Working data:
== Segment start ==

#[cfg(test)]
mod tests {
    use super::*;
    use crate::types::Params;
    use serde::Deserialize;
    use serde_json::json;

    fn int_contract(_: &Id) -> Option<Contract> {
        Some(Contract::of::<i64>())
    }

    fn no_contract(_: &Id) -> Option<Contract> {
        None
    }

    fn expect_valid(item: ResponseItem) -> Response {
        match item {
            ResponseItem::Valid(response) => response,
            ResponseItem::Invalid(invalid) => panic!("Expected valid response, got {}", invalid),
        }
    }

    fn expect_invalid(item: ResponseItem) -> InvalidResponse {
        match item {
            ResponseItem::Invalid(invalid) => invalid,
            ResponseItem::Valid(response) => panic!("Expected invalid response, got {:?}", response),
        }
    }

    #[test]
    fn test_encode_batch_keeps_notifications_bare() {
        let requests = vec![
            Request::new("a", Params::Positional(vec![json!(1)]), Id::Number(1)).unwrap(),
            Request::notification("b", Params::None).unwrap(),
        ];
        let bytes = encode_batch(&requests, Charset::Utf8).unwrap();
        let value: Value = serde_json::from_slice(&bytes).unwrap();
        assert_eq!(
            value,
            json!([
                {"jsonrpc": "2.0", "method": "a", "params": [1], "id": 1},
                {"jsonrpc": "2.0", "method": "b"}
            ])
        );
    }

    #[test]
    fn test_encode_in_utf16() {
        let request = Request::notification("n", Params::None).unwrap();
        let bytes = encode_request(&request, Charset::Utf16Le).unwrap();
        assert_eq!(
            Charset::Utf16Le.decode(&bytes).unwrap(),
            r#"{"jsonrpc":"2.0","method":"n"}"#
        );
    }

    #[test]
    fn test_echo_preserves_id() {
        for id in [Id::Number(7), Id::from("abc")] {
            let request = Request::new("echo", Params::None, id.clone()).unwrap();
            let sent: Value =
                serde_json::from_slice(&encode_request(&request, Charset::Utf8).unwrap()).unwrap();
            let echo = json!({"jsonrpc": "2.0", "id": sent["id"], "result": 5});
            let bytes = serde_json::to_vec(&echo).unwrap();

            let response = expect_valid(decode_response(&bytes, int_contract, Charset::Utf8).unwrap());
            assert_eq!(response.id(), &id);
            assert_eq!(response.result::<i64>(), Some(&5));
        }
    }

    #[test]
    fn test_decode_failure_with_typed_data() {
        #[derive(Debug, Deserialize, PartialEq)]
        struct Detail {
            field: String,
        }

        let body = br#"{"jsonrpc":"2.0","id":1,"error":{"code":-32602,"message":"bad","data":{"field":"x"}}}"#;
        let response = expect_valid(
            decode_response(
                body,
                |_| Some(Contract::with_error_data::<i64, Detail>()),
                Charset::Utf8,
            )
            .unwrap(),
        );
        let error = response.error().unwrap();
        assert_eq!(error.code, -32602);
        assert_eq!(error.message, "bad");
        assert!(error.has_data);
        assert_eq!(
            error.data::<Detail>(),
            Some(&Detail {
                field: "x".to_string()
            })
        );
    }

    #[test]
    fn test_absent_and_null_error_data_differ() {
        let absent = br#"{"jsonrpc":"2.0","id":1,"error":{"code":1,"message":"e"}}"#;
        let response = expect_valid(decode_response(absent, int_contract, Charset::Utf8).unwrap());
        let error = response.error().unwrap();
        assert!(!error.has_data);
        assert!(error.data.is_none());

        let null = br#"{"jsonrpc":"2.0","id":1,"error":{"code":1,"message":"e","data":null}}"#;
        let response = expect_valid(decode_response(null, int_contract, Charset::Utf8).unwrap());
        let error = response.error().unwrap();
        assert!(error.has_data);
        assert_eq!(error.data::<Value>(), Some(&Value::Null));
    }

    #[test]
    fn test_null_error_data_with_typed_contract() {
        #[derive(Debug, Deserialize)]
        struct Detail {
            #[allow(dead_code)]
            field: String,
        }

        let null = br#"{"jsonrpc":"2.0","id":1,"error":{"code":1,"message":"e","data":null}}"#;
        let response = expect_valid(
            decode_response(
                null,
                |_| Some(Contract::with_error_data::<i64, Detail>()),
                Charset::Utf8,
            )
            .unwrap(),
        );
        let error = response.error().unwrap();
        assert_eq!(error.code, 1);
        assert!(error.has_data);
        assert!(error.data::<Detail>().is_none());
    }

    #[test]
    fn test_malformed_envelopes_are_invalid() {
        let cases: [&[u8]; 7] = [
            br#"{"id":1,"result":1}"#,
            br#"{"jsonrpc":"1.0","id":1,"result":1}"#,
            br#"{"jsonrpc":"2.0","id":1}"#,
            br#"{"jsonrpc":"2.0","id":1,"result":1,"error":{"code":1,"message":"e"}}"#,
            br#"{"jsonrpc":"2.0","id":true,"result":1}"#,
            br#"{"jsonrpc":"2.0","result":1}"#,
            br#"{"jsonrpc":"2.0","id":1,"error":{"message":"e"}}"#,
        ];
        for body in cases {
            let item = decode_response(body, int_contract, Charset::Utf8).unwrap();
            assert!(!item.is_valid(), "{}", String::from_utf8_lossy(body));
        }
    }

    #[test]
    fn test_invalid_item_keeps_id() {
        let body = br#"{"jsonrpc":"2.0","id":3,"result":"three"}"#;
        let invalid = expect_invalid(decode_response(body, int_contract, Charset::Utf8).unwrap());
        assert_eq!(invalid.id, Some(Id::Number(3)));
        assert!(invalid.reason.contains("i64"));
    }

    #[test]
    fn test_unknown_id_is_invalid() {
        let body = br#"{"jsonrpc":"2.0","id":9,"result":1}"#;
        let invalid = expect_invalid(decode_response(body, no_contract, Charset::Utf8).unwrap());
        assert_eq!(invalid.id, Some(Id::Number(9)));
    }

    #[test]
    fn test_null_id_error_without_contract() {
        let body = br#"{"jsonrpc":"2.0","id":null,"error":{"code":-32700,"message":"Parse error","data":"at 1:1"}}"#;
        let response = expect_valid(decode_response(body, no_contract, Charset::Utf8).unwrap());
        assert!(response.id().is_none());
        assert_eq!(response.error().unwrap().data::<Value>(), Some(&json!("at 1:1")));
    }

    #[test]
    fn test_unparseable_body_is_client_error() {
        let err = decode_response(b"{not json", int_contract, Charset::Utf8).unwrap_err();
        assert_eq!(err.client_kind(), Some(ClientErrorKind::InvalidResponse));

        let err = decode_batch(b"", int_contract, Charset::Utf8).unwrap_err();
        assert_eq!(err.client_kind(), Some(ClientErrorKind::InvalidResponse));
    }

    #[test]
    fn test_decode_batch_shapes() {
        let single = br#"{"jsonrpc":"2.0","id":1,"result":1}"#;
        let data = decode_batch(single, int_contract, Charset::Utf8).unwrap();
        assert!(!data.is_batch());

        let batch = br#"[{"jsonrpc":"2.0","id":1,"result":1},{"jsonrpc":"2.0","id":2}]"#;
        match decode_batch(batch, int_contract, Charset::Utf8).unwrap() {
            ResponseData::Batch(items) => {
                assert_eq!(items.len(), 2);
                assert!(items[0].is_valid());
                assert!(!items[1].is_valid());
            }
            ResponseData::Single(_) => panic!("Expected batch"),
        }

        match decode_batch(b"[]", int_contract, Charset::Utf8).unwrap() {
            ResponseData::Single(item) => assert!(!item.is_valid()),
            ResponseData::Batch(_) => panic!("Empty array is not a batch"),
        }

        match decode_batch(b"42", int_contract, Charset::Utf8).unwrap() {
            ResponseData::Single(item) => assert!(!item.is_valid()),
            ResponseData::Batch(_) => panic!("Expected single"),
        }
    }

    #[test]
    fn test_decode_utf32_body() {
        let body = Charset::Utf32Be.encode(r#"{"jsonrpc":"2.0","id":"x","result":10}"#);
        let response = expect_valid(decode_response(&body, int_contract, Charset::Utf32Be).unwrap());
        assert_eq!(response.id(), &Id::from("x"));
    }
}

== Segment end ==

Task details: The answer must be an exact copy of every record above.

Problem solution:
#[cfg(test)]
mod tests {
    use super::*;
    use crate::types::Params;
    use serde::Deserialize;
    use serde_json::json;

    fn int_contract(_: &Id) -> Option<Contract> {
        Some(Contract::of::<i64>())
    }

    fn no_contract(_: &Id) -> Option<Contract> {
        None
    }

    fn expect_valid(item: ResponseItem) -> Response {
        match item {
            ResponseItem::Valid(response) => response,
            ResponseItem::Invalid(invalid) => panic!("Expected valid response, got {}", invalid),
        }
    }

    fn expect_invalid(item: ResponseItem) -> InvalidResponse {
        match item {
            ResponseItem::Invalid(invalid) => invalid,
            ResponseItem::Valid(response) => panic!("Expected invalid response, got {:?}", response),
        }
    }

    #[test]
    fn test_encode_batch_keeps_notifications_bare() {
        let requests = vec![
            Request::new("a", Params::Positional(vec![json!(1)]), Id::Number(1)).unwrap(),
            Request::notification("b", Params::None).unwrap(),
        ];
        let bytes = encode_batch(&requests, Charset::Utf8).unwrap();
        let value: Value = serde_json::from_slice(&bytes).unwrap();
        assert_eq!(
            value,
            json!([
                {"jsonrpc": "2.0", "method": "a", "params": [1], "id": 1},
                {"jsonrpc": "2.0", "method": "b"}
            ])
        );
    }

    #[test]
    fn test_encode_in_utf16() {
        let request = Request::notification("n", Params::None).unwrap();
        let bytes = encode_request(&request, Charset::Utf16Le).unwrap();
        assert_eq!(
            Charset::Utf16Le.decode(&bytes).unwrap(),
            r#"{"jsonrpc":"2.0","method":"n"}"#
        );
    }

    #[test]
    fn test_echo_preserves_id() {
        for id in [Id::Number(7), Id::from("abc")] {
            let request = Request::new("echo", Params::None, id.clone()).unwrap();
            let sent: Value =
                serde_json::from_slice(&encode_request(&request, Charset::Utf8).unwrap()).unwrap();
            let echo = json!({"jsonrpc": "2.0", "id": sent["id"], "result": 5});
            let bytes = serde_json::to_vec(&echo).unwrap();

            let response = expect_valid(decode_response(&bytes, int_contract, Charset::Utf8).unwrap());
            assert_eq!(response.id(), &id);
            assert_eq!(response.result::<i64>(), Some(&5));
        }
    }

    #[test]
    fn test_decode_failure_with_typed_data() {
        #[derive(Debug, Deserialize, PartialEq)]
        struct Detail {
            field: String,
        }

        let body = br#"{"jsonrpc":"2.0","id":1,"error":{"code":-32602,"message":"bad","data":{"field":"x"}}}"#;
        let response = expect_valid(
            decode_response(
                body,
                |_| Some(Contract::with_error_data::<i64, Detail>()),
                Charset::Utf8,
            )
            .unwrap(),
        );
        let error = response.error().unwrap();
        assert_eq!(error.code, -32602);
        assert_eq!(error.message, "bad");
        assert!(error.has_data);
        assert_eq!(
            error.data::<Detail>(),
            Some(&Detail {
                field: "x".to_string()
            })
        );
    }

    #[test]
    fn test_absent_and_null_error_data_differ() {
        let absent = br#"{"jsonrpc":"2.0","id":1,"error":{"code":1,"message":"e"}}"#;
        let response = expect_valid(decode_response(absent, int_contract, Charset::Utf8).unwrap());
        let error = response.error().unwrap();
        assert!(!error.has_data);
        assert!(error.data.is_none());

        let null = br#"{"jsonrpc":"2.0","id":1,"error":{"code":1,"message":"e","data":null}}"#;
        let response = expect_valid(decode_response(null, int_contract, Charset::Utf8).unwrap());
        let error = response.error().unwrap();
        assert!(error.has_data);
        assert_eq!(error.data::<Value>(), Some(&Value::Null));
    }

    #[test]
    fn test_null_error_data_with_typed_contract() {
        #[derive(Debug, Deserialize)]
        struct Detail {
            #[allow(dead_code)]
            field: String,
        }

        let null = br#"{"jsonrpc":"2.0","id":1,"error":{"code":1,"message":"e","data":null}}"#;
        let response = expect_valid(
            decode_response(
                null,
                |_| Some(Contract::with_error_data::<i64, Detail>()),
                Charset::Utf8,
            )
            .unwrap(),
        );
        let error = response.error().unwrap();
        assert_eq!(error.code, 1);
        assert!(error.has_data);
        assert!(error.data::<Detail>().is_none());
    }

    #[test]
    fn test_malformed_envelopes_are_invalid() {
        let cases: [&[u8]; 7] = [
            br#"{"id":1,"result":1}"#,
            br#"{"jsonrpc":"1.0","id":1,"result":1}"#,
            br#"{"jsonrpc":"2.0","id":1}"#,
            br#"{"jsonrpc":"2.0","id":1,"result":1,"error":{"code":1,"message":"e"}}"#,
            br#"{"jsonrpc":"2.0","id":true,"result":1}"#,
            br#"{"jsonrpc":"2.0","result":1}"#,
            br#"{"jsonrpc":"2.0","id":1,"error":{"message":"e"}}"#,
        ];
        for body in cases {
            let item = decode_response(body, int_contract, Charset::Utf8).unwrap();
            assert!(!item.is_valid(), "{}", String::from_utf8_lossy(body));
        }
    }

    #[test]
    fn test_invalid_item_keeps_id() {
        let body = br#"{"jsonrpc":"2.0","id":3,"result":"three"}"#;
        let invalid = expect_invalid(decode_response(body, int_contract, Charset::Utf8).unwrap());
        assert_eq!(invalid.id, Some(Id::Number(3)));
        assert!(invalid.reason.contains("i64"));
    }

    #[test]
    fn test_unknown_id_is_invalid() {
        let body = br#"{"jsonrpc":"2.0","id":9,"result":1}"#;
        let invalid = expect_invalid(decode_response(body, no_contract, Charset::Utf8).unwrap());
        assert_eq!(invalid.id, Some(Id::Number(9)));
    }

    #[test]
    fn test_null_id_error_without_contract() {
        let body = br#"{"jsonrpc":"2.0","id":null,"error":{"code":-32700,"message":"Parse error","data":"at 1:1"}}"#;
        let response = expect_valid(decode_response(body, no_contract, Charset::Utf8).unwrap());
        assert!(response.id().is_none());
        assert_eq!(response.error().unwrap().data::<Value>(), Some(&json!("at 1:1")));
    }

    #[test]
    fn test_unparseable_body_is_client_error() {
        let err = decode_response(b"{not json", int_contract, Charset::Utf8).unwrap_err();
        assert_eq!(err.client_kind(), Some(ClientErrorKind::InvalidResponse));

        let err = decode_batch(b"", int_contract, Charset::Utf8).unwrap_err();
        assert_eq!(err.client_kind(), Some(ClientErrorKind::InvalidResponse));
    }

    #[test]
    fn test_decode_batch_shapes() {
        let single = br#"{"jsonrpc":"2.0","id":1,"result":1}"#;
        let data = decode_batch(single, int_contract, Charset::Utf8).unwrap();
        assert!(!data.is_batch());

        let batch = br#"[{"jsonrpc":"2.0","id":1,"result":1},{"jsonrpc":"2.0","id":2}]"#;
        match decode_batch(batch, int_contract, Charset::Utf8).unwrap() {
            ResponseData::Batch(items) => {
                assert_eq!(items.len(), 2);
                assert!(items[0].is_valid());
                assert!(!items[1].is_valid());
            }
            ResponseData::Single(_) => panic!("Expected batch"),
        }

        match decode_batch(b"[]", int_contract, Charset::Utf8).unwrap() {
            ResponseData::Single(item) => assert!(!item.is_valid()),
            ResponseData::Batch(_) => panic!("Empty array is not a batch"),
        }

        match decode_batch(b"42", int_contract, Charset::Utf8).unwrap() {
            ResponseData::Single(item) => assert!(!item.is_valid()),
            ResponseData::Batch(_) => panic!("Expected single"),
        }
    }

    #[test]
    fn test_decode_utf32_body() {
        let body = Charset::Utf32Be.encode(r#"{"jsonrpc":"2.0","id":"x","result":10}"#);
        let response = expect_valid(decode_response(&body, int_contract, Charset::Utf32Be).unwrap());
        assert_eq!(response.id(), &Id::from("x"));
    }
}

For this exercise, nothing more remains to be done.